Entristezco enormemente cuando veo los agujeros y la ausencia de esas siluetas en el actual paisaje del Financial District. Es la misma tristeza de hace diez años. Porque el hijo de Susana ya vivía en Brooklyn y lo primero que me pasó por la cabeza fue llamarla; para saber algo. Si había podido hablar con él, al menos. Luego ví las fotos que ese mismo muchacho tomó desde la Promenade. Tremendo. Pero él estaba bien y eso era lo más importante.
Ahora es distinto (¿o no?). Ahora es como un gran espectáculo. Y no creo que me interese conocer algo más sobre el 9/11. Yo sólo me conformo con saber que Ernesto, que aún hoy vive en Brooklyn, está bien. Ernesto, el hijo de Susana. Mi amiga Susana.

En balde

Nunca supe qué hacer con él. Estorbaba en todos lados de la casa, casa de poco espacio. A veces servía para sentarse e improvisar un banquito, si le das vuelta, con la boca en el piso.
Un día me lo llevé al Farm Market.
Ni bien asomé por la esquina, agarrándolo por el asa como si fuera una cartera, una señora miró con intenciones.

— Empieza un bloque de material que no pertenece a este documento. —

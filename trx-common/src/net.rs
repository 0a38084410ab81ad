//! UDP transport for audio datagrams
//!
//! The real-time loops only need two things from the network: send one
//! datagram, and poll for one datagram without blocking. `Transport` is that
//! seam; `UdpTransport` is the socket behind it.

use std::io;
use std::net::{Ipv4Addr, Ipv6Addr, SocketAddr, ToSocketAddrs, UdpSocket};

use socket2::{Domain, Protocol, Socket, Type};
use tracing::{debug, warn};

use crate::error::StartupError;

// =============================================================================
// Transport
// =============================================================================

/// Datagram endpoint used by the ingest and transmit paths
pub trait Transport {
    /// Send one datagram. Fire and forget: no acknowledgement, no retry.
    fn send(&mut self, datagram: &[u8]) -> io::Result<()>;

    /// Receive one datagram without blocking
    ///
    /// # Returns
    /// * `Ok(Some(len))` - A datagram was copied into `buf` (truncated to `buf.len()`)
    /// * `Ok(None)` - Nothing is waiting
    /// * `Err(e)` - Socket error
    fn recv(&mut self, buf: &mut [u8]) -> io::Result<Option<usize>>;
}

// =============================================================================
// UDP Transport
// =============================================================================

/// Non-blocking UDP socket
#[derive(Debug)]
pub struct UdpTransport {
    socket: UdpSocket,
}

impl UdpTransport {
    /// Bind a receiving socket on `addr`
    pub fn bind(addr: SocketAddr) -> Result<Self, StartupError> {
        let bind_err = |source| StartupError::Bind {
            addr: addr.to_string(),
            source,
        };

        let socket = Socket::new(Domain::for_address(addr), Type::DGRAM, Some(Protocol::UDP))
            .map_err(bind_err)?;
        socket.set_reuse_address(true).map_err(bind_err)?;
        socket.bind(&addr.into()).map_err(bind_err)?;
        socket.set_nonblocking(true).map_err(bind_err)?;

        Ok(Self {
            socket: socket.into(),
        })
    }

    /// Create a sending socket connected to `host:port`
    ///
    /// Tries each resolved address in turn and keeps the first one a socket
    /// can be created for.
    pub fn connect(host: &str, port: u16) -> Result<Self, StartupError> {
        let endpoint = format!("{}:{}", host, port);
        let addrs = (host, port)
            .to_socket_addrs()
            .map_err(|_| StartupError::Resolve(endpoint.clone()))?;

        for remote in addrs {
            match Self::connect_to(remote) {
                Ok(transport) => {
                    debug!(%remote, "sending to");
                    return Ok(transport);
                }
                Err(e) => warn!(%remote, "socket: {}", e),
            }
        }

        Err(StartupError::Resolve(endpoint))
    }

    fn connect_to(remote: SocketAddr) -> io::Result<Self> {
        let local: SocketAddr = if remote.is_ipv4() {
            (Ipv4Addr::UNSPECIFIED, 0).into()
        } else {
            (Ipv6Addr::UNSPECIFIED, 0).into()
        };

        let socket = Socket::new(Domain::for_address(remote), Type::DGRAM, Some(Protocol::UDP))?;
        socket.bind(&local.into())?;
        socket.connect(&remote.into())?;

        Ok(Self {
            socket: socket.into(),
        })
    }

    /// Address the socket is bound to
    pub fn local_addr(&self) -> io::Result<SocketAddr> {
        self.socket.local_addr()
    }
}

impl Transport for UdpTransport {
    fn send(&mut self, datagram: &[u8]) -> io::Result<()> {
        let sent = self.socket.send(datagram)?;
        if sent != datagram.len() {
            return Err(io::Error::new(
                io::ErrorKind::WriteZero,
                format!("short send: {} of {} bytes", sent, datagram.len()),
            ));
        }
        Ok(())
    }

    fn recv(&mut self, buf: &mut [u8]) -> io::Result<Option<usize>> {
        loop {
            match self.socket.recv(buf) {
                Ok(len) => return Ok(Some(len)),
                Err(e) if e.kind() == io::ErrorKind::WouldBlock => return Ok(None),
                Err(e) if e.kind() == io::ErrorKind::Interrupted => continue,
                Err(e) => return Err(e),
            }
        }
    }
}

Pedigüeña que es la gente, no? Pero eso mismo era lo que yo quería: que alguien se interesara en él. Caminé hacia los ojos de la señora, aunque ella no me miraba; sólo tenía ojos para él.
Lo abrazó como si lo quisiera mucho, mientras yo pensaba, «hay gente para todo».
Ofreció dinero por él.
– Mmmm, no. Sólo quiero que te lo quedes y se vea lindo aquí – dije despacio.
Me miró, ahora sí, con los mismos ojos que posó antes en él.
– Ok, ya sé. Fíjate a ver si te gusta.
No me quedó otra que esa foto, esa foto que no me deja mentir.

Lucky bamboo

La veo parada frente a la vidriera sin saber con certeza qué elegir. Como siempre.
Hay cosas que no cambian nunca, no?
Liliums amarillos reventados de pétalos, potus verdes con hojas saliendo como a chorros de todos los tallos, cactus (¿o se dice cactuses?) bien espinosos y hasta con una flor roja insoslayable, orquídeas en violeta, rosa, también en azul dudosamente natural. Muchas plantas detrás del vidrio y sólo diez pesos en el monedero.
Pero le habían dicho que era de buena suerte tener uno de esos en casa, uno como ese que acaricia despacito con la mirada, a pesar del vidrio.
– Da mucha más suerte si te lo regalan -recordó la voz de Eme en la bahía.
Sólo entra para sentir en los dedos la textura del tronco delgado pero firme, de las hojas alargadas saliendo desde muy arriba y comprobar que la sensación es parecida a la del risotto de anoche. «Espero», pensó.
Antes de irse y dar cuerda al reloj desapacible de la espera, tomó la cámara y se lo llevó puesto en el bolso, que hace muchos años compró con Eme, en lo de los talabarteros de León.
«Espero», pensó.

Virginia and Grand Ave.

Una librería. De esas donde se consigue un butacón o una mesa para sentarse a leer o a trabajar. Elijes un libro y lees ahí mismo, tomando un café, con la mirada a veces en la calle, detrás del cristal cuando aún el aire acondicionado no te obligó a ponerte el sueter. Miro este lugar, lo miro con mis propios ojos, mientras su mano roza la mía en una caricia tímida y con cierto pudor.
Llego en la bici que queda atada casi en la puerta, luego de un viaje de muy pocas cuadras. Sostiene la puerta para que yo entre y nos sentamos uno al lado del otro: su libro, su mano, sus ojos de leer averiados.
El verano, afuera, llueve en pequeñas gotas, sólo en llovizna.